The mental image that most Americans harbor of what actual authoritarianism looks like is fantastical and cartoonish. This vision has jackbooted thugs, all-powerful elites acting with impunity, poverty and desperate hardship for everyone else, strict controls on political expression and mobilization, and a dictator who spends his time ordering the murder or disappearance of his opponents using an effective and wholly compliant security apparatus. This image of authoritarianism comes from the popular media (dictators in movies are never constrained by anything but open insurrection), from American mythmaking about the Founding (free men throwing off the yoke of British tyranny), and from a kind of “imaginary othering” in which the opposite of democracy is the absence of everything that characterizes the one democracy that one knows.
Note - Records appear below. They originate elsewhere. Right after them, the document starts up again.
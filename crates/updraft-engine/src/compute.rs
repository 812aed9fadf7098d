//! The compute worker: expensive, rate-limited derived computation.
//!
//! The worker copies the fused snapshot out of the blackboard, runs a
//! pluggable [`Computer`] on the copy outside every lock, and writes
//! the whole [`DerivedResult`] back. Pending settings and the force
//! flag live behind their own mutex; the blackboard lock and the
//! settings lock are taken strictly one after the other, never nested.

use std::collections::VecDeque;
use std::sync::atomic::{AtomicBool, Ordering};
use std::sync::{Arc, Mutex};

use updraft_core::{
    CancelToken, ComputeError, ComputeInput, ComputeSettings, Computer, DerivedResult, GeoPoint,
    TimeStamp,
};

use crate::blackboard::Blackboard;
use crate::device::SettingChange;
use crate::scheduler::{Tickable, TriggerHandle};
use crate::signals::Signals;

// ── Pending state ────────────────────────────────────────────────

/// Settings and the force flag shared between the compute worker and
/// every [`ComputeHandle`] clone.
pub(crate) struct PendingState {
    settings: Mutex<ComputeSettings>,
    force: AtomicBool,
}

impl PendingState {
    pub(crate) fn new(settings: ComputeSettings) -> Self {
        Self {
            settings: Mutex::new(settings),
            force: AtomicBool::new(false),
        }
    }

    fn settings(&self) -> ComputeSettings {
        self.settings.lock().unwrap().clone()
    }

    fn take_force(&self) -> bool {
        self.force.swap(false, Ordering::AcqRel)
    }
}

// ── ComputeHandle ────────────────────────────────────────────────

/// Shared control over the compute pass.
///
/// Cheap to clone; every clone reads and writes the same pending
/// settings and wakes the same worker. This is the only way any
/// subsystem changes computation settings: the worker itself never
/// writes them, it clones them at the top of each pass.
#[derive(Clone)]
pub struct ComputeHandle {
    pending: Arc<PendingState>,
    trigger: TriggerHandle,
}

impl ComputeHandle {
    pub(crate) fn new(pending: Arc<PendingState>, trigger: TriggerHandle) -> Self {
        Self { pending, trigger }
    }

    /// Copy of the settings currently in effect.
    pub fn settings(&self) -> ComputeSettings {
        self.pending.settings()
    }

    /// Edit the settings and force a recomputation.
    ///
    /// The closure runs under the settings mutex; keep it to plain
    /// field assignments.
    pub fn update_settings(&self, update: impl FnOnce(&mut ComputeSettings)) {
        {
            let mut settings = self.pending.settings.lock().unwrap();
            update(&mut settings);
        }
        self.force_trigger();
    }

    /// Request a recomputation even though no new sensor data arrived.
    pub fn force_trigger(&self) {
        self.pending.force.store(true, Ordering::Release);
        self.trigger.trigger();
    }

    /// Request a tick; the pass runs only if the fix advanced.
    pub(crate) fn trigger(&self) {
        self.trigger.trigger();
    }

    /// Write one device-reported change into the settings without
    /// forcing a run; the merge worker forces once per batch.
    pub(crate) fn apply_change(&self, change: &SettingChange) {
        let mut settings = self.pending.settings.lock().unwrap();
        change.apply(&mut settings);
    }
}

impl std::fmt::Debug for ComputeHandle {
    fn fmt(&self, f: &mut std::fmt::Formatter<'_>) -> std::fmt::Result {
        f.debug_struct("ComputeHandle").finish()
    }
}

// ── Compute tick ─────────────────────────────────────────────────

/// Tick body of the compute worker.
pub(crate) struct ComputeTick {
    blackboard: Arc<Blackboard>,
    signals: Arc<Signals>,
    pending: Arc<PendingState>,
    computer: Box<dyn Computer>,
    /// Fix time of the last pass that completed, None before the first.
    last_fix: Option<TimeStamp>,
}

impl ComputeTick {
    pub(crate) fn new(
        blackboard: Arc<Blackboard>,
        signals: Arc<Signals>,
        pending: Arc<PendingState>,
        computer: Box<dyn Computer>,
    ) -> Self {
        Self {
            blackboard,
            signals,
            pending,
            computer,
            last_fix: None,
        }
    }
}

impl Tickable for ComputeTick {
    fn tick(&mut self, cancel: &CancelToken) {
        // Blackboard lock, then settings lock, one after the other.
        let copy = self.blackboard.copy_for_compute(self.last_fix);
        let settings = self.pending.settings();
        let forced = self.pending.take_force();

        if copy.regressed {
            // Flight restart or replay rewind: accumulated history is
            // from a timeline that no longer exists.
            log::debug!("fix time regressed, resetting computer");
            self.computer.reset();
        }

        if copy.new_data || copy.regressed || forced {
            let input = ComputeInput {
                current: copy.current,
                settings,
                previous: copy.previous.clone(),
            };
            match self.computer.compute(&input, cancel) {
                Ok(result) => {
                    self.last_fix = copy.fix_time;
                    let changed = result != copy.previous;
                    self.blackboard.write_derived(result);
                    if changed {
                        self.signals.derived_ready().notify();
                    }
                }
                // last_fix stays put on failure: the same fix counts
                // as new data again on the next trigger.
                Err(ComputeError::Cancelled) => {
                    log::debug!("computation cancelled mid-pass");
                }
                Err(e) => {
                    log::warn!("computation failed, keeping previous result: {e}");
                }
            }
        }

        // Lowest priority, after all locks are released.
        self.computer.idle(cancel);
    }
}

// ── CruiseComputer ───────────────────────────────────────────────

/// The bundled computation pass: flight time, distance flown, and a
/// windowed climb average.
///
/// Deliberately modest; task and contest solvers implement the same
/// [`Computer`] trait and replace it at session construction.
#[derive(Debug, Default)]
pub struct CruiseComputer {
    first_fix: Option<TimeStamp>,
    last_location: Option<GeoPoint>,
    distance_flown: f64,
    /// Climb samples as (fix time, m/s), oldest first.
    samples: VecDeque<(TimeStamp, f64)>,
}

impl CruiseComputer {
    /// A computer with no accumulated history.
    pub fn new() -> Self {
        Self::default()
    }
}

impl Computer for CruiseComputer {
    fn compute(
        &mut self,
        input: &ComputeInput,
        cancel: &CancelToken,
    ) -> Result<DerivedResult, ComputeError> {
        if cancel.is_cancelled() {
            return Err(ComputeError::Cancelled);
        }
        let sensor = &input.current.sensor;
        if !sensor.location_available.valid() || !sensor.time_available.valid() {
            return Err(ComputeError::InsufficientData {
                reason: "no position fix".into(),
            });
        }
        let fix = sensor.time_of_fix;
        let first = *self.first_fix.get_or_insert(fix);

        // Great-circle integration fix to fix. A forced re-run on the
        // same fix adds a zero-length leg.
        if let Some(last) = self.last_location {
            self.distance_flown += last.distance_to(&sensor.location);
        }
        self.last_location = Some(sensor.location);

        // One climb sample per advancing fix: device TE vario when
        // supplied, the merge worker's GPS vario otherwise.
        let climb = if sensor.total_energy_vario_available.valid() {
            Some(sensor.total_energy_vario)
        } else if input.current.basic.gps_vario_available.valid() {
            Some(input.current.basic.gps_vario)
        } else {
            None
        };
        if let Some(climb) = climb {
            if self.samples.back().is_none_or(|&(t, _)| fix > t) {
                self.samples.push_back((fix, climb));
            }
        }
        while let Some(&(t, _)) = self.samples.front() {
            if fix.seconds() - t.seconds() > input.settings.average_climb_window {
                self.samples.pop_front();
            } else {
                break;
            }
        }

        let mut result = DerivedResult {
            last_calculated: Some(fix),
            flight_time: fix.seconds() - first.seconds(),
            distance_flown_m: self.distance_flown,
            ..DerivedResult::default()
        };
        // A single sample is not an average yet.
        if self.samples.len() >= 2 {
            let sum: f64 = self.samples.iter().map(|&(_, v)| v).sum();
            result.average_climb = sum / self.samples.len() as f64;
            result.average_climb_available.update(sensor.received);
        }
        Ok(result)
    }

    fn reset(&mut self) {
        *self = Self::default();
    }
}

#[cfg(test)]
mod tests {
    use super::*;
    use updraft_core::{CurrentSnapshot, SensorSnapshot, WallTime};

    fn fix_at(clock: f64, lat: f64, lon: f64) -> CurrentSnapshot {
        let mut sensor = SensorSnapshot::default();
        let wall = WallTime::from_seconds(clock);
        sensor.received = wall;
        sensor.connected.update(wall);
        sensor.time_of_fix = TimeStamp::from_seconds(clock);
        sensor.time_available.update(wall);
        sensor.location = GeoPoint::new(lat, lon);
        sensor.location_available.update(wall);
        CurrentSnapshot {
            sensor,
            ..CurrentSnapshot::default()
        }
    }

    fn input_for(current: CurrentSnapshot) -> ComputeInput {
        ComputeInput {
            current,
            settings: ComputeSettings::default(),
            previous: DerivedResult::default(),
        }
    }

    fn run(computer: &mut CruiseComputer, current: CurrentSnapshot) -> DerivedResult {
        computer
            .compute(&input_for(current), &CancelToken::new())
            .unwrap()
    }

    #[test]
    fn refuses_to_run_without_a_fix() {
        let mut computer = CruiseComputer::new();
        let err = computer
            .compute(&input_for(CurrentSnapshot::default()), &CancelToken::new())
            .unwrap_err();
        assert!(matches!(err, ComputeError::InsufficientData { .. }));
    }

    #[test]
    fn bails_out_when_cancelled() {
        let mut computer = CruiseComputer::new();
        let cancel = CancelToken::new();
        cancel.set();
        let err = computer
            .compute(&input_for(fix_at(10.0, 47.0, 9.0)), &cancel)
            .unwrap_err();
        assert_eq!(err, ComputeError::Cancelled);
    }

    #[test]
    fn integrates_distance_and_flight_time() {
        let mut computer = CruiseComputer::new();
        let first = run(&mut computer, fix_at(100.0, 47.0, 9.0));
        assert_eq!(first.flight_time, 0.0);
        assert_eq!(first.distance_flown_m, 0.0);
        assert_eq!(first.last_calculated, Some(TimeStamp::from_seconds(100.0)));

        let second = run(&mut computer, fix_at(160.0, 47.0, 9.01));
        assert_eq!(second.flight_time, 60.0);
        let leg = GeoPoint::new(47.0, 9.0).distance_to(&GeoPoint::new(47.0, 9.01));
        assert!((second.distance_flown_m - leg).abs() < 0.01);

        // Distance accumulates leg by leg.
        let third = run(&mut computer, fix_at(220.0, 47.0, 9.02));
        assert!((third.distance_flown_m - 2.0 * leg).abs() < 0.1);
    }

    #[test]
    fn forced_rerun_on_same_fix_adds_nothing() {
        let mut computer = CruiseComputer::new();
        run(&mut computer, fix_at(100.0, 47.0, 9.0));
        let again = run(&mut computer, fix_at(100.0, 47.0, 9.0));
        assert_eq!(again.distance_flown_m, 0.0);
        assert_eq!(again.flight_time, 0.0);
    }

    #[test]
    fn averages_climb_over_the_window() {
        let mut computer = CruiseComputer::new();
        let mut climbing = |clock: f64, vario: f64| {
            let mut current = fix_at(clock, 47.0, 9.0);
            current.sensor.total_energy_vario = vario;
            current
                .sensor
                .total_energy_vario_available
                .update(WallTime::from_seconds(clock));
            run(&mut computer, current)
        };

        let one = climbing(100.0, 2.0);
        assert!(
            !one.average_climb_available.valid(),
            "one sample is not an average"
        );

        let two = climbing(110.0, 1.0);
        assert!(two.average_climb_available.valid());
        assert!((two.average_climb - 1.5).abs() < 1e-9);

        // 30s window: the sample at 100 ages out by clock 135.
        let three = climbing(135.0, 3.0);
        assert!((three.average_climb - 2.0).abs() < 1e-9, "old sample kept");
    }

    #[test]
    fn falls_back_to_gps_vario_for_climb() {
        let mut computer = CruiseComputer::new();
        let mut current = fix_at(100.0, 47.0, 9.0);
        current.basic.gps_vario = 1.2;
        current
            .basic
            .gps_vario_available
            .update(WallTime::from_seconds(100.0));
        run(&mut computer, current);

        let mut current = fix_at(110.0, 47.0, 9.001);
        current.basic.gps_vario = 0.8;
        current
            .basic
            .gps_vario_available
            .update(WallTime::from_seconds(110.0));
        let result = run(&mut computer, current);
        assert!(result.average_climb_available.valid());
        assert!((result.average_climb - 1.0).abs() < 1e-9);
    }

    #[test]
    fn reset_drops_all_history() {
        let mut computer = CruiseComputer::new();
        run(&mut computer, fix_at(100.0, 47.0, 9.0));
        run(&mut computer, fix_at(160.0, 47.0, 9.01));
        computer.reset();

        let fresh = run(&mut computer, fix_at(5.0, 47.0, 9.0));
        assert_eq!(fresh.flight_time, 0.0);
        assert_eq!(fresh.distance_flown_m, 0.0);
        assert_eq!(fresh.last_calculated, Some(TimeStamp::from_seconds(5.0)));
    }
}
Our images of collapse are perhaps no more veridical. We imagine post-apocalyptic scenarios where we entirely descend into chaos while stuck on an earth we have ruined. Or finding salvation through technology in an escape to space. But as Peter Frase argues in Four Futures, the substantive questions posed by crises of this severity are much more complex. From loc 1103:

The real question is not whether human civilization can survive ecological crises, but whether all of us can survive it together, in some reasonably egalitarian way. Although the extinction of humanity as a result of climate change is possible, it is highly unlikely. Only somewhat more plausible is the collapse of society and a return to some kind of premodern new Dark Ages. Maintaining a complex, technologically advanced society no doubt requires a large number of people. But it does not necessarily require all 7 billion of us, and the premise of this book is that the number of people required is on the decline because of the technical developments outlined in Chapter 1 .
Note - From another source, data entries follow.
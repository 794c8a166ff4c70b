//! Descriptive market statistics over a comparable set

use crate::valuation::types::{Comparable, MarketStats};

/// Aggregate statistics on raw sale prices. Empty input yields all zeros.
pub fn market_stats(comparables: &[Comparable]) -> MarketStats {
    if comparables.is_empty() {
        return MarketStats::default();
    }

    let count = comparables.len();

    let prices: Vec<f64> = comparables.iter().map(|c| c.sale_price).collect();
    let price_per_sqm: Vec<f64> = comparables
        .iter()
        .filter_map(|c| c.price_per_sqm())
        .collect();

    let avg_days_on_market =
        comparables.iter().map(|c| c.days_on_market as f64).sum::<f64>() / count as f64;

    MarketStats {
        count,
        avg_price: mean(&prices),
        median_price: upper_median(&prices),
        avg_price_per_sqm: mean(&price_per_sqm),
        median_price_per_sqm: upper_median(&price_per_sqm),
        avg_days_on_market,
    }
}

pub(crate) fn mean(values: &[f64]) -> f64 {
    if values.is_empty() {
        return 0.0;
    }
    values.iter().sum::<f64>() / values.len() as f64
}

/// Middle element of the sorted values; even lengths take the upper of
/// the two middle elements rather than interpolating
pub(crate) fn upper_median(values: &[f64]) -> f64 {
    if values.is_empty() {
        return 0.0;
    }

    let mut sorted = values.to_vec();
    sorted.sort_by(|a, b| a.total_cmp(b));
    sorted[sorted.len() / 2]
}
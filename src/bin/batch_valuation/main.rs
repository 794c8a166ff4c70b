//! Batch valuation runner - values every subject against a pool of sales

use anyhow::{Context, Result};
use chrono::{NaiveDate, Utc};
use property_valuation::config::ValuationConfig;
use property_valuation::valuation::{
    appraise, default_models, parse, Appraisal, ComparableSource, SalesPool, Subject,
};
use std::env;
use std::fs;
use std::path::PathBuf;
use std::sync::Arc;
use tracing::{error, info, warn};
use tracing_subscriber::EnvFilter;

#[tokio::main]
async fn main() -> Result<()> {
    dotenvy::dotenv().ok();

    // Initialize logging
    tracing_subscriber::fmt()
        .with_env_filter(
            EnvFilter::try_from_default_env().unwrap_or_else(|_| EnvFilter::new("info")),
        )
        .with_target(false)
        .with_thread_ids(false)
        .with_level(true)
        .init();

    info!("Starting batch valuation");

    let paths = Paths::from_env();
    let config = ValuationConfig::from_env().context("Invalid valuation configuration")?;
    let as_of = config
        .valuation_date
        .unwrap_or_else(|| Utc::now().date_naive());
    info!("Configuration loaded (valuation date {})", as_of);

    // Step 1: Load inputs
    info!("Step 1/3: Loading inputs...");
    let subjects = parse::load_subjects(&paths.subjects)
        .with_context(|| format!("Failed to load subjects from {:?}", paths.subjects))?;
    let sales = parse::load_sales(&paths.sales)
        .with_context(|| format!("Failed to load sales from {:?}", paths.sales))?;
    let pool = Arc::new(SalesPool::new(sales));
    info!("✓ {} subjects, {} sales", subjects.len(), pool.len());

    if pool.is_empty() {
        warn!("Sales pool is empty, every valuation will be zero");
    }

    // Step 2: Value each subject independently
    info!("Step 2/3: Valuing subjects...");
    let config = Arc::new(config);
    let total = subjects.len();
    let mut handles = Vec::with_capacity(total);

    for subject in subjects {
        let pool = Arc::clone(&pool);
        let config = Arc::clone(&config);
        handles.push(tokio::task::spawn_blocking(move || {
            let result = value_subject(&subject, &pool, &config, as_of);
            (subject.id, result)
        }));
    }

    let mut appraisals = Vec::with_capacity(total);
    for handle in handles {
        match handle.await {
            Ok((subject_id, Ok(appraisal))) => {
                info!(
                    "✓ {}: {:.0} (confidence {:.2}, {} comparables)",
                    subject_id,
                    appraisal.valuation.value,
                    appraisal.valuation.confidence,
                    appraisal.comparables.len()
                );
                appraisals.push(appraisal);
            }
            Ok((subject_id, Err(e))) => {
                error!("✗ {} failed: {}", subject_id, e);
            }
            Err(e) => {
                error!("✗ Valuation task panicked: {}", e);
            }
        }
    }
    info!("✓ Valued {} of {} subjects", appraisals.len(), total);

    // Step 3: Write results
    info!("Step 3/3: Writing results...");
    let json = serde_json::to_string_pretty(&appraisals)?;
    match &paths.output {
        Some(path) => {
            fs::write(path, json).with_context(|| format!("Failed to write {:?}", path))?;
            info!("✓ Results written to {:?}", path);
        }
        None => println!("{}", json),
    }

    info!("Batch valuation complete");

    Ok(())
}

fn value_subject(
    subject: &Subject,
    pool: &SalesPool,
    config: &ValuationConfig,
    as_of: NaiveDate,
) -> property_valuation::Result<Appraisal> {
    let candidates = pool.search(subject, &config.filter)?;
    appraise(subject, &candidates, &default_models(), config, as_of)
}

/// Input and output locations, from command line args or environment
#[derive(Debug, Clone)]
struct Paths {
    subjects: PathBuf,
    sales: PathBuf,
    output: Option<PathBuf>, // stdout when unset
}

impl Paths {
    fn from_env() -> Self {
        let args: Vec<String> = env::args().skip(1).collect();

        Paths {
            subjects: args
                .first()
                .cloned()
                .or_else(|| env::var("SUBJECTS_PATH").ok())
                .unwrap_or_else(|| "data/subjects.json".to_string())
                .into(),

            sales: args
                .get(1)
                .cloned()
                .or_else(|| env::var("SALES_PATH").ok())
                .unwrap_or_else(|| "data/sales.csv".to_string())
                .into(),

            output: args
                .get(2)
                .cloned()
                .or_else(|| env::var("OUTPUT_PATH").ok())
                .map(PathBuf::from),
        }
    }
}
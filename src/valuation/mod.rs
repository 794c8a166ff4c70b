//! Comparable-based valuation engine
//!
//! The leaf functions (`distance_km`, `similarity`, `adjust`, `market_stats`,
//! `confidence`, `combine`) are pure and independent. `appraise` composes
//! them into the per-subject workflow.

pub mod adjust;
pub mod appraise;
pub mod confidence;
pub mod enrich;
pub mod ensemble;
pub mod geo;
pub mod models;
pub mod parse;
pub mod similarity;
pub mod source;
pub mod stats;
pub mod types;

pub use adjust::{adjust, Adjustment};
pub use appraise::{appraise, Appraisal};
pub use confidence::confidence;
pub use ensemble::{combine, ModelWeights};
pub use geo::{distance_km, distance_m};
pub use models::{default_models, ModelContext, PricingModel};
pub use similarity::similarity;
pub use source::{ComparableSource, SalesPool};
pub use stats::market_stats;
pub use types::*;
Our social imaginaries of crisis and collapse are depoliticising. They obscure questions of distribution, interest and power. They embody what the late Mark Fisher called capitalist realism: a putatively gritty look at the ‘reality’ of a situation, real or imagined, which in actual fact mythologises the system within which this representation is constructed. This is perhaps not surprising because much of the explosion of social representation has taken place roughly alongside the onset of post-democracy. We’re now seeing a deepening of the post-democratic tendency at a time of social crisis. This is why it’s crucial that we begin to think more deeply about how we represent crisis and the implications this has for our politics.

One way of doing this is to look at examples of systemic change that are presently taking place. Owen Jones has an excellent (in a depressing way) report from time he’s spent in Turkey recently:

Turkey’s regime is fast degenerating into outright dictatorship, emboldened by the imminent ascent of Donald Trump to the most powerful position on Earth. I spent last week with Turkey’s beleaguered opposition parties, newspapers and activists. Their courage is inspiring, their plight distressing.
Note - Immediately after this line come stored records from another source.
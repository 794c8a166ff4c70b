//! Price adjustments from a comparable's sale price to the subject
//!
//! Factors compound multiplicatively on the sale price, while the breakdown
//! reports each factor as a plain percentage of the original price. The two
//! views intentionally disagree once more than one factor is non-zero;
//! display code relies on the percentage figures.

use crate::error::{ensure_finite, Result};
use crate::valuation::types::{AdjustmentBreakdown, Comparable, Subject};

/// Share of the area ratio passed through to price
const AREA_PASS_THROUGH: f64 = 0.8;
const AGE_RATE_PER_YEAR: f64 = 0.005;
const AGE_CAP: f64 = 0.20;
const FLOOR_RATE_PER_LEVEL: f64 = 0.02;
const FLOOR_CAP: f64 = 0.15;

#[derive(Debug, Clone, Copy, PartialEq)]
pub struct Adjustment {
    pub adjusted_price: f64,
    pub breakdown: AdjustmentBreakdown,
}

/// Adjust a comparable's sale price to the subject's characteristics.
/// The price is rounded to the nearest currency unit.
pub fn adjust(comparable: &Comparable, subject: &Subject) -> Result<Adjustment> {
    subject.validate()?;
    comparable.validate()?;

    let area = AREA_PASS_THROUGH * (subject.area_sqm / comparable.area_sqm - 1.0);

    let age = ((subject.year_built as f64 - comparable.year_built as f64) * AGE_RATE_PER_YEAR)
        .clamp(-AGE_CAP, AGE_CAP);

    let condition = subject.condition.price_factor() - comparable.condition.price_factor();

    // Only when both sides know their floor
    let floor = match (subject.floor, comparable.floor) {
        (Some(subject_floor), Some(comp_floor)) => {
            ((subject_floor as f64 - comp_floor as f64) * FLOOR_RATE_PER_LEVEL)
                .clamp(-FLOOR_CAP, FLOOR_CAP)
        }
        _ => 0.0,
    };

    let mut price = comparable.sale_price;
    price *= 1.0 + area;
    price *= 1.0 + age;
    price *= 1.0 + condition;
    price *= 1.0 + floor;

    let adjusted_price = ensure_finite(price.round(), "adjusted price")?;

    Ok(Adjustment {
        adjusted_price,
        breakdown: AdjustmentBreakdown::new(
            area * 100.0,
            condition * 100.0,
            floor * 100.0,
            age * 100.0,
            0.0,
            0.0,
        ),
    })
}

#[cfg(test)]
mod tests {
    use super::*;
    use crate::error::ValuationError;
    use crate::valuation::fixtures::{mock_comparable, mock_subject};
    use crate::valuation::types::Condition;

    #[test]
    fn test_identical_comparable_unchanged() {
        let adjustment = adjust(&mock_comparable(), &mock_subject()).unwrap();

        assert_eq!(adjustment.adjusted_price, 300_000.0);
        assert_eq!(adjustment.breakdown, AdjustmentBreakdown::default());
    }

    #[test]
    fn test_area_adjustment_partial_pass_through() {
        let subject = mock_subject(); // 100 m2
        let mut comparable = mock_comparable();
        comparable.area_sqm = 80.0;

        // ratio 1.25 -> 1 + 0.8 * 0.25
        let adjustment = adjust(&comparable, &subject).unwrap();
        assert_eq!(adjustment.adjusted_price, 360_000.0);
        assert!((adjustment.breakdown.area - 20.0).abs() < 1e-9);
    }

    #[test]
    fn test_age_adjustment_clamped() {
        let subject = mock_subject(); // built 2000
        let mut comparable = mock_comparable();

        comparable.year_built = 1990;
        let adjustment = adjust(&comparable, &subject).unwrap();
        assert_eq!(adjustment.adjusted_price, 315_000.0);
        assert!((adjustment.breakdown.age - 5.0).abs() < 1e-9);

        comparable.year_built = 1900;
        let adjustment = adjust(&comparable, &subject).unwrap();
        assert_eq!(adjustment.adjusted_price, 360_000.0);
        assert!((adjustment.breakdown.age - 20.0).abs() < 1e-9);
    }

    #[test]
    fn test_condition_adjustment() {
        let subject = mock_subject(); // good
        let mut comparable = mock_comparable();
        comparable.condition = Condition::Poor;

        let adjustment = adjust(&comparable, &subject).unwrap();
        assert_eq!(adjustment.adjusted_price, 345_000.0);
        assert!((adjustment.breakdown.condition - 15.0).abs() < 1e-9);

        comparable.condition = Condition::Excellent;
        let adjustment = adjust(&comparable, &subject).unwrap();
        assert_eq!(adjustment.adjusted_price, 270_000.0);
    }

    #[test]
    fn test_extreme_years_and_floors_stay_clamped() {
        let subject = mock_subject();
        let mut comparable = mock_comparable();
        comparable.year_built = i32::MIN;
        comparable.floor = Some(i32::MAX);

        let adjustment = adjust(&comparable, &subject).unwrap();
        assert!((adjustment.breakdown.age - 20.0).abs() < 1e-9);
        assert!((adjustment.breakdown.floor + 15.0).abs() < 1e-9);
        // 300000 * 1.20 * 0.85
        assert_eq!(adjustment.adjusted_price, 306_000.0);
    }

    #[test]
    fn test_floor_adjustment_requires_both_floors() {
        let subject = mock_subject(); // floor 3
        let mut comparable = mock_comparable();

        comparable.floor = Some(1);
        let adjustment = adjust(&comparable, &subject).unwrap();
        assert_eq!(adjustment.adjusted_price, 312_000.0);
        assert!((adjustment.breakdown.floor - 4.0).abs() < 1e-9);

        comparable.floor = Some(30);
        let adjustment = adjust(&comparable, &subject).unwrap();
        assert!((adjustment.breakdown.floor + 15.0).abs() < 1e-9);

        comparable.floor = None;
        let adjustment = adjust(&comparable, &subject).unwrap();
        assert_eq!(adjustment.breakdown.floor, 0.0);
        assert_eq!(adjustment.adjusted_price, 300_000.0);
    }

    #[test]
    fn test_factors_compound() {
        let subject = mock_subject();
        let mut comparable = mock_comparable();
        comparable.area_sqm = 80.0; // +20%
        comparable.condition = Condition::Poor; // +15%

        let adjustment = adjust(&comparable, &subject).unwrap();

        // 300000 * 1.2 * 1.15, not 300000 * 1.35
        assert_eq!(adjustment.adjusted_price, 414_000.0);
        assert!((adjustment.breakdown.total - 35.0).abs() < 1e-9);
    }

    #[test]
    fn test_breakdown_parts_sum_to_total() {
        let subject = mock_subject();

        for (area, year, condition, floor) in [
            (55.0, 1965, Condition::Fair, Some(0)),
            (140.0, 2021, Condition::Excellent, Some(7)),
            (99.5, 1999, Condition::Poor, None),
        ] {
            let mut comparable = mock_comparable();
            comparable.area_sqm = area;
            comparable.year_built = year;
            comparable.condition = condition;
            comparable.floor = floor;

            let b = adjust(&comparable, &subject).unwrap().breakdown;
            let sum = b.area + b.condition + b.floor + b.age + b.features + b.location;
            assert!((b.total - sum).abs() < 1e-9);
        }
    }

    #[test]
    fn test_newer_subject_raises_price() {
        let comparable = mock_comparable(); // built 2000
        let mut previous = f64::MIN;

        // 1960..=2040 stays inside the +/-20% clamp
        for year in 1961..2040 {
            let mut subject = mock_subject();
            subject.year_built = year;

            let price = adjust(&comparable, &subject).unwrap().adjusted_price;
            assert!(price > previous, "year {}: {} <= {}", year, price, previous);
            previous = price;
        }
    }

    #[test]
    fn test_invalid_inputs_rejected() {
        let mut subject = mock_subject();
        subject.rooms = 0;
        assert!(matches!(
            adjust(&mock_comparable(), &subject),
            Err(ValuationError::InvalidSubject(_))
        ));

        let mut comparable = mock_comparable();
        comparable.sale_price = 0.0;
        assert!(matches!(
            adjust(&comparable, &mock_subject()),
            Err(ValuationError::InvalidComparable { .. })
        ));
    }
}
Last July an attempted military coup failed to dislodge the autocratic president, Recep Tayyip Erdoğan. The backlash was swift. As Human Rights Watch reported, the regime took advantage of the moment “to crack down on human rights and dismantle basic democratic safeguards”. More than 120,000 Turks have been sacked, nearly 90,000 detained, and more than 40,000 have been arrested, 144 of them journalists. Turkey is a world leader in jailing media workers, with some 160 outlets closed.

The human rights situation is appalling. Those journalists and opposition activists not arrested are harassed en masse. The opposition is accused of terrorist links and subject to furious marginalisation. It’s becoming a crime to ‘insult’ the President. And something akin to an enabling act is on its way. As Jones goes on to argue, there are obvious affinities to other national contexts:

The west is largely silent. And Erdoğan is triumphalist. Last July Trump praised Erdoğan for “turning it around” after the attempted coup. And Erdoğan cheered Trump’s car-crash press conference last week: Trump, who told a CNN reporter that the organisation he worked for produced fake news, had – according to Erdoğan – put the reporter “in his place” because media organisations such as CNN “undermine national unity”.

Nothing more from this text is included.